Two populations (sometimes recognized as different subspecies; see Geographic Variation) with partly allopatric distributions on Pacific and Caribbean slopes of Central America. Absent from volcanic mountains in central Guatemala, Honduras, and Nicaragua. T. m. melanocephalus: eastern slope of Mexico and Central America, from the Gulf Coast of southern Veracruz south through the Yucatan (including islands off Quintana Roo), including the Gulf Coastal Plain, Tabasco Plain, and Yucatan Platform; bordered on the south by the Chiapas Highlands; through Belize, the Petén lowlands of northeastern Guatemala, the Atlantic coast of Honduras, and the Atlantic lowlands of Nicaragua extending into northern Costa Rica (bordered on the west by the Amerrisque mountains). T. m. illaetabilis: Pacific coast of Central America, from El Salvador south through western Nicaragua and northwestern Costa Rica, including the Nicoya Peninsula and Valle de Tempisque south to Jacó (approximately); rare stray south to Golfo Dulce; distribution limited on the east and south by the Cordillera de Guanacaste and Cordillera de Tilaran. Populations overlap in Nicaraguan lowlands east of Lake Nicaragua.

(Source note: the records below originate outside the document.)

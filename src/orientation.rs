//! Orientation samples and the quaternion to Euler conversion.
//!
//! Angles follow the aerospace Z-Y-X convention used by the BNO055 fusion
//! output: yaw about Z, then pitch about Y, then roll about X. All angles are
//! in degrees; yaw and roll span [-180, 180], pitch spans [-90, 90].

use libm::{asinf, atan2f};

const RAD_TO_DEG: f32 = 180.0 / core::f32::consts::PI;

// Below this both atan2 arguments count as zero and the angle is undefined.
const DEGENERATE: f32 = 1e-6;

#[derive(Debug, Clone, Copy, PartialEq)]
#[cfg_attr(feature = "defmt", derive(defmt::Format))]
pub struct Quaternion {
    pub w: f32,
    pub x: f32,
    pub y: f32,
    pub z: f32,
}

impl Quaternion {
    pub const IDENTITY: Quaternion = Quaternion {
        w: 1.0,
        x: 0.0,
        y: 0.0,
        z: 0.0,
    };

    pub const fn new(w: f32, x: f32, y: f32, z: f32) -> Self {
        Self { w, x, y, z }
    }

    pub fn norm_squared(&self) -> f32 {
        self.w * self.w + self.x * self.x + self.y * self.y + self.z * self.z
    }
}

#[derive(Debug, Clone, Copy, PartialEq, Default)]
#[cfg_attr(feature = "defmt", derive(defmt::Format))]
pub struct EulerAngles {
    pub yaw: f32,
    pub pitch: f32,
    pub roll: f32,
}

/// One reading, alive for a single loop iteration.
#[derive(Debug, Clone, Copy, PartialEq)]
#[cfg_attr(feature = "defmt", derive(defmt::Format))]
pub enum Sample {
    Quaternion(Quaternion),
    Euler(EulerAngles),
}

/// Converts a rotation quaternion to yaw/pitch/roll in degrees.
///
/// The quaternion does not have to be normalized, the BNO055 output drifts
/// slightly off the unit sphere. At gimbal lock (pitch of ±90°) the asin
/// argument is clamped, so pitch saturates at ±90°; where the yaw or roll
/// terms vanish entirely that angle reads 0 instead of NaN. A zero quaternion carries no rotation and maps to
/// all-zero angles.
pub fn quat_to_euler(q: &Quaternion) -> EulerAngles {
    let sqw = q.w * q.w;
    let sqx = q.x * q.x;
    let sqy = q.y * q.y;
    let sqz = q.z * q.z;
    let norm = q.norm_squared();

    if norm <= f32::EPSILON {
        return EulerAngles::default();
    }

    let yaw = atan2_or_zero(2.0 * (q.x * q.y + q.z * q.w), sqx - sqy - sqz + sqw);
    let sin_pitch = (-2.0 * (q.x * q.z - q.y * q.w) / norm).clamp(-1.0, 1.0);
    let pitch = asinf(sin_pitch);
    let roll = atan2_or_zero(2.0 * (q.y * q.z + q.x * q.w), -sqx - sqy + sqz + sqw);

    EulerAngles {
        yaw: yaw * RAD_TO_DEG,
        pitch: pitch * RAD_TO_DEG,
        roll: roll * RAD_TO_DEG,
    }
}

/// `atan2`, with 0 at the origin where the angle is undefined (gimbal lock).
fn atan2_or_zero(y: f32, x: f32) -> f32 {
    if y.abs() < DEGENERATE && x.abs() < DEGENERATE {
        0.0
    } else {
        atan2f(y, x)
    }
}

Observational records of Black-headed Trogons have been reported from eBird well south of the breeding range. Records from southern Costa Rica (concentrated in the Osa Peninsula on the southern Pacific coast) remain unsubstantiated and require further documentation. Photos and detailed plumage descriptions that distinguish this species from the similar Gartered Trogon (Trogon caligatus) will be valuable in determining the southern limits of the Black-headed Trogon's distribution.
Distribution outside the Americas
Endemic to the Americas.
Open lowland forests including forest edges, banana plantations, cacao plantations, mangroves, secondary forest, gallery forest, moist forest, tropical wet forest, pinelands, and dry (deciduous) forest (Skutch 1948, Greenberg et al. 2000, Johnsgard 2000). Also found in suburban areas, gardens, and degraded forests (Skutch 1948). In Guatemala and Honduras, Skutch (1948) found this species in "pastures with scattered trees, light second-growth woodland, along the edges of banana plantations, and among the fringes of trees bordering rivers". In the Area de Conservación Guanacaste, Costa Rica, nested in lowland deciduous forest, abandoned pasture, and upland oak forest, but not humid evergreen forest (Riehl 2005). Typically avoids dense, humid forest interior (Russell 1964). Recorded as high as 1,000 m (3300 feet) in elevation, but usually found below 600 m (2,000 feet; Johnsgard 2000). Unlike the Elegant Trogon (Trogonelegans), which also inhabits tropical dry forest, the Black-headed Trogon does not move seasonally in response to dry environmental conditions (Barrantes and Sánchez 2004).
No information available.
No fossils of T. melanocephalus are known. Most early trogon fossils are from Europe, where no representatives of the family currently exist. The majority of these have been found in France and Germany, dating from the Oligocene and Eocene (Mayr 1998). The earliest known specimens are from the lower Eocene in Denmark (54 million years ago) and from the middle Eocene in Germany (49 mya). The earliest trogon fossil with a heterodactyl foot (a derived trait uniting all extant trogoniformes) is Primotrogonwintersteini, described from one French specimen dating to the Oligocene (33 mya). This specimen is thought to represent the sister clade of extant Trogoniformes (Mayr 2009). This fossil is very similar to extant trogons in skeletal morphology (though the eye is smaller and the bill narrower). The oldest known New World trogon fossils are much more recent, dating from Pleistocene deposits of less than 2.6 mya. These are thought to represent the extant speciesPriotelus roseigaster (Hispaniolan Trogon), from the Dominican Republic, and Trogon surrucura (Surucua Trogon), from Brazil (Brodkorb 1971). Although more species of trogons currently exist in the New World tropics than in the Old World, this fossil record supports molecular evidence for an Old World origin of the family with subsequent dispersal and radiation in the New World (Espinosa de los Monteros 1998, DaCosta and Klicka 2008).